§ **Work to complete**:
Go through the listing and state how many lines hold the string "jsonwebtoken". Nothing else is needed.

§ **Dataset excerpts**:
╭──
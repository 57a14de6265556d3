use std::sync::Arc;

use chrono::{DateTime, Duration, Utc};
use jsonwebtoken::{decode, encode, Algorithm, DecodingKey, EncodingKey, Header, Validation};
use serde::{Deserialize, Serialize};
use uuid::Uuid;

use crate::error::AuthError;

/// Whether a token is usable as a bearer credential or only for refresh.
#[derive(Debug, Clone, Copy, PartialEq, Eq, Serialize, Deserialize)]
#[serde(rename_all = "lowercase")]
pub enum TokenUse {
    Access,
    Refresh,
}

/// Claims carried by every token this service signs.
#[derive(Debug, Clone, PartialEq, Serialize, Deserialize)]
pub struct TokenClaims {
    /// Subject: user id, or client id for client credentials tokens.
    pub sub: String,
    /// Client the token was issued to.
    pub client_id: String,
    /// Granted scopes.
    pub scopes: Vec<String>,
    /// Issuer string from configuration.
    pub iss: String,
    /// Expiration (Unix timestamp, seconds).
    pub exp: i64,
    /// Issued at (Unix timestamp, seconds).
    pub iat: i64,
    #[serde(rename = "type")]
    pub token_use: TokenUse,
}

impl TokenClaims {
    pub fn user_id(&self) -> Option<Uuid> {
        Uuid::parse_str(&self.sub).ok()
    }
}

/// Mints and verifies RS256-signed bearer tokens.
///
/// The private key never leaves this process; resource servers verify
/// statelessly with the public half.
#[derive(Clone)]
pub struct JwtManager {
    encoding_key: Arc<EncodingKey>,
    decoding_key: Arc<DecodingKey>,
    issuer: String,
    access_token_expiry_secs: i64,
    refresh_token_expiry_secs: i64,
}

impl JwtManager {
    pub fn new(
        private_key_pem: &str,
        public_key_pem: &str,
        issuer: &str,
        access_token_expiry_secs: i64,
        refresh_token_expiry_secs: i64,
    ) -> Result<Self, AuthError> {
        let encoding_key = EncodingKey::from_rsa_pem(private_key_pem.as_bytes())
            .map_err(|e| AuthError::InternalError(anyhow::anyhow!("Invalid private key: {}", e)))?;

        let decoding_key = DecodingKey::from_rsa_pem(public_key_pem.as_bytes())
            .map_err(|e| AuthError::InternalError(anyhow::anyhow!("Invalid public key: {}", e)))?;

        Ok(Self {
            encoding_key: Arc::new(encoding_key),
            decoding_key: Arc::new(decoding_key),
            issuer: issuer.to_string(),
            access_token_expiry_secs,
            refresh_token_expiry_secs,
        })
    }

    /// Mint an access token. Returns the token and its expiry instant;
    /// `expires_in` overrides the configured lifetime when given.
    pub fn create_access_token(
        &self,
        user_id: Uuid,
        client_id: Uuid,
        scopes: Vec<String>,
        expires_in: Option<i64>,
    ) -> Result<(String, DateTime<Utc>), AuthError> {
        let now = Utc::now();
        let expires_at = now + Duration::seconds(expires_in.unwrap_or(self.access_token_expiry_secs));

        let claims = TokenClaims {
            sub: user_id.to_string(),
            client_id: client_id.to_string(),
            scopes,
            iss: self.issuer.clone(),
            exp: expires_at.timestamp(),
            iat: now.timestamp(),
            token_use: TokenUse::Access,
        };

        let token = self.sign(&claims)?;
        Ok((token, expires_at))
    }

    /// Mint a refresh token over the same claim set with `type=refresh`.
    pub fn create_refresh_token(
        &self,
        user_id: Uuid,
        client_id: Uuid,
        scopes: Vec<String>,
    ) -> Result<String, AuthError> {
        let now = Utc::now();
        let expires_at = now + Duration::seconds(self.refresh_token_expiry_secs);

        let claims = TokenClaims {
            sub: user_id.to_string(),
            client_id: client_id.to_string(),
            scopes,
            iss: self.issuer.clone(),
            exp: expires_at.timestamp(),
            iat: now.timestamp(),
            token_use: TokenUse::Refresh,
        };

        self.sign(&claims)
    }

    /// Verify signature, issuer and expiry; returns the claim set.
    pub fn verify_token(&self, token: &str) -> Result<TokenClaims, AuthError> {
        let mut validation = Validation::new(Algorithm::RS256);
        validation.set_issuer(&[&self.issuer]);
        validation.validate_aud = false;
        validation.leeway = 0;

        decode::<TokenClaims>(token, &self.decoding_key, &validation)
            .map(|data| data.claims)
            .map_err(|e| match e.kind() {
                jsonwebtoken::errors::ErrorKind::ExpiredSignature => AuthError::TokenExpired,
                _ => AuthError::InvalidToken,
            })
    }

    /// Decode without the expiry check; signature and issuer are still
    /// enforced. Used for diagnostics on expired tokens.
    pub fn decode_token(&self, token: &str) -> Result<TokenClaims, AuthError> {
        let mut validation = Validation::new(Algorithm::RS256);
        validation.set_issuer(&[&self.issuer]);
        validation.validate_aud = false;
        validation.validate_exp = false;

        decode::<TokenClaims>(token, &self.decoding_key, &validation)
            .map(|data| data.claims)
            .map_err(|_| AuthError::InvalidToken)
    }

    fn sign(&self, claims: &TokenClaims) -> Result<String, AuthError> {
        let header = Header::new(Algorithm::RS256);

        encode(&header, claims, &self.encoding_key)
            .map_err(|e| AuthError::InternalError(anyhow::anyhow!("Token encoding failed: {}", e)))
    }
}

#[cfg(test)]
mod tests {
    use super::*;
    use crate::config::Config;

    fn test_manager() -> JwtManager {
        JwtManager::new(
            Config::default_private_key(),
            Config::default_public_key(),
            "identity-service",
            1800,
            2_592_000,
        )
        .unwrap()
    }

    #[test]
    fn access_token_round_trips_all_claims() {
        let manager = test_manager();
        let user_id = Uuid::new_v4();
        let client_id = Uuid::new_v4();
        let scopes = vec!["read".to_string(), "write".to_string()];

        let (token, expires_at) = manager
            .create_access_token(user_id, client_id, scopes.clone(), None)
            .unwrap();
        let claims = manager.verify_token(&token).unwrap();

        assert_eq!(claims.sub, user_id.to_string());
        assert_eq!(claims.client_id, client_id.to_string());
        assert_eq!(claims.scopes, scopes);
        assert_eq!(claims.iss, "identity-service");
        assert_eq!(claims.token_use, TokenUse::Access);
        assert_eq!(claims.exp, expires_at.timestamp());
        assert_eq!(claims.exp - claims.iat, 1800);
    }

    #[test]
    fn refresh_token_carries_refresh_type() {
        let manager = test_manager();
        let user_id = Uuid::new_v4();
        let client_id = Uuid::new_v4();

        let token = manager
            .create_refresh_token(user_id, client_id, vec!["read".to_string()])
            .unwrap();
        let claims = manager.verify_token(&token).unwrap();

        assert_eq!(claims.token_use, TokenUse::Refresh);
        assert_eq!(claims.exp - claims.iat, 2_592_000);
    }

    #[test]
    fn explicit_expiry_overrides_default() {
        let manager = test_manager();

        let (token, _) = manager
            .create_access_token(Uuid::new_v4(), Uuid::new_v4(), vec![], Some(60))
            .unwrap();
        let claims = manager.verify_token(&token).unwrap();

        assert_eq!(claims.exp - claims.iat, 60);
    }

    #[test]
    fn expired_token_is_rejected() {
        let manager = test_manager();

        let (token, _) = manager
            .create_access_token(Uuid::new_v4(), Uuid::new_v4(), vec![], Some(-10))
            .unwrap();

        assert!(matches!(
            manager.verify_token(&token),
            Err(AuthError::TokenExpired)
        ));
    }

    #[test]
    fn decode_skips_expiry_but_keeps_signature() {
        let manager = test_manager();
        let user_id = Uuid::new_v4();

        let (token, _) = manager
            .create_access_token(user_id, Uuid::new_v4(), vec!["read".to_string()], Some(-10))
            .unwrap();

        let claims = manager.decode_token(&token).unwrap();
        assert_eq!(claims.sub, user_id.to_string());

        assert!(manager.decode_token("not-a-jwt").is_err());
    }

    #[test]
    fn single_byte_tampering_is_detected() {
        let manager = test_manager();

        let (token, _) = manager
            .create_access_token(Uuid::new_v4(), Uuid::new_v4(), vec!["read".to_string()], None)
            .unwrap();

        // Flip one character in the payload segment.
        let mut bytes = token.into_bytes();
        let payload_start = bytes.iter().position(|&b| b == b'.').unwrap() + 1;
        bytes[payload_start] = if bytes[payload_start] == b'A' { b'B' } else { b'A' };
        let tampered = String::from_utf8(bytes).unwrap();

        assert!(matches!(
            manager.verify_token(&tampered),
            Err(AuthError::InvalidToken)
        ));
    }

    #[test]
    fn issuer_mismatch_is_rejected() {
        let manager = test_manager();
        let other_issuer = JwtManager::new(
            Config::default_private_key(),
            Config::default_public_key(),
            "someone-else",
            1800,
            2_592_000,
        )
        .unwrap();

        let (token, _) = other_issuer
            .create_access_token(Uuid::new_v4(), Uuid::new_v4(), vec![], None)
            .unwrap();

        assert!(matches!(
            manager.verify_token(&token),
            Err(AuthError::InvalidToken)
        ));
    }

    #[test]
    fn malformed_tokens_are_rejected() {
        let manager = test_manager();

        assert!(matches!(
            manager.verify_token("invalid.token.here"),
            Err(AuthError::InvalidToken)
        ));
        assert!(matches!(
            manager.verify_token("not-a-jwt"),
            Err(AuthError::InvalidToken)
        ));
    }

    #[test]
    fn token_header_uses_rs256() {
        use base64::{engine::general_purpose::URL_SAFE_NO_PAD, Engine as _};

        let manager = test_manager();
        let (token, _) = manager
            .create_access_token(Uuid::new_v4(), Uuid::new_v4(), vec![], None)
            .unwrap();

        let header_segment = token.split('.').next().unwrap();
        let header_json = URL_SAFE_NO_PAD.decode(header_segment).unwrap();
        let header: serde_json::Value = serde_json::from_slice(&header_json).unwrap();

        assert_eq!(header["alg"], "RS256");
    }
}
╰──
§ **Response to this exercise**:
2